#### TASK DIRECTIONS
For the entries below, count the lines that contain the word "velocity" and reply with that number only.
BEGIN
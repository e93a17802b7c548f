use nalgebra::zero;

use crate::{floating_type_mod::FT, vec3f, V3};

/// Stable index of a particle inside `ParticleVec`. Particles are never
/// removed, so an id stays valid for the whole run.
pub type ParticleId = usize;

pub type Color = V3;

pub fn default_particle_color() -> Color {
    vec3f(0.2, 0.2, 1.)
}

macro_rules! decl_particle_vec {
    (pub struct $struct_name:ident { $(pub $field_name:ident: Vec<$field_type:ty> | $default_value:expr),*$(,)?  }) => {
        pub struct $struct_name {
            $(
                pub $field_name : Vec<$field_type>,
            )*
        }

        impl $struct_name {
            pub fn default(len: usize) -> Self {
                Self {
                    $(
                        $field_name: (0..len).map(|_| $default_value).collect::<Vec<$field_type>>(),
                    )*
                }
            }

            pub fn reserve(&mut self, additional: usize) {
                $(
                    self.$field_name.reserve(additional);
                )*
            }
        }
    }
}

decl_particle_vec! {
    pub struct ParticleVec {
        // fixed at construction
        pub mass: Vec<FT> | 0.,
        pub rest_density: Vec<FT> | 0.,
        pub color: Vec<Color> | default_particle_color(),

        // integrated state
        pub position: Vec<V3> | zero(),
        pub velocity: Vec<V3> | zero(),

        // recomputed every step
        pub force: Vec<V3> | zero(),
        pub density: Vec<FT> | 0.,
        pub pressure: Vec<FT> | 0.,
    }
}

impl ParticleVec {
    pub fn len(&self) -> usize {
        self.position.len()
    }

    pub fn is_empty(&self) -> bool {
        self.position.is_empty()
    }

    /**
     * Appends a particle at rest state (zero force, density and pressure) and
     * returns its id.
     */
    pub fn add_particle(
        &mut self,
        position: V3,
        velocity: V3,
        mass: FT,
        rest_density: FT,
        color: Color,
    ) -> ParticleId {
        let id = self.len();
        self.mass.push(mass);
        self.rest_density.push(rest_density);
        self.color.push(color);
        self.position.push(position);
        self.velocity.push(velocity);
        self.force.push(zero());
        self.density.push(0.);
        self.pressure.push(0.);
        id
    }

    /** Adds a particle with `mass = rest_density * unit_volume`. */
    pub fn add_fluid_particle(
        &mut self,
        position: V3,
        velocity: V3,
        rest_density: FT,
        unit_volume: FT,
        color: Color,
    ) -> ParticleId {
        self.add_particle(position, velocity, rest_density * unit_volume, rest_density, color)
    }
}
END
#### THE ANSWER
5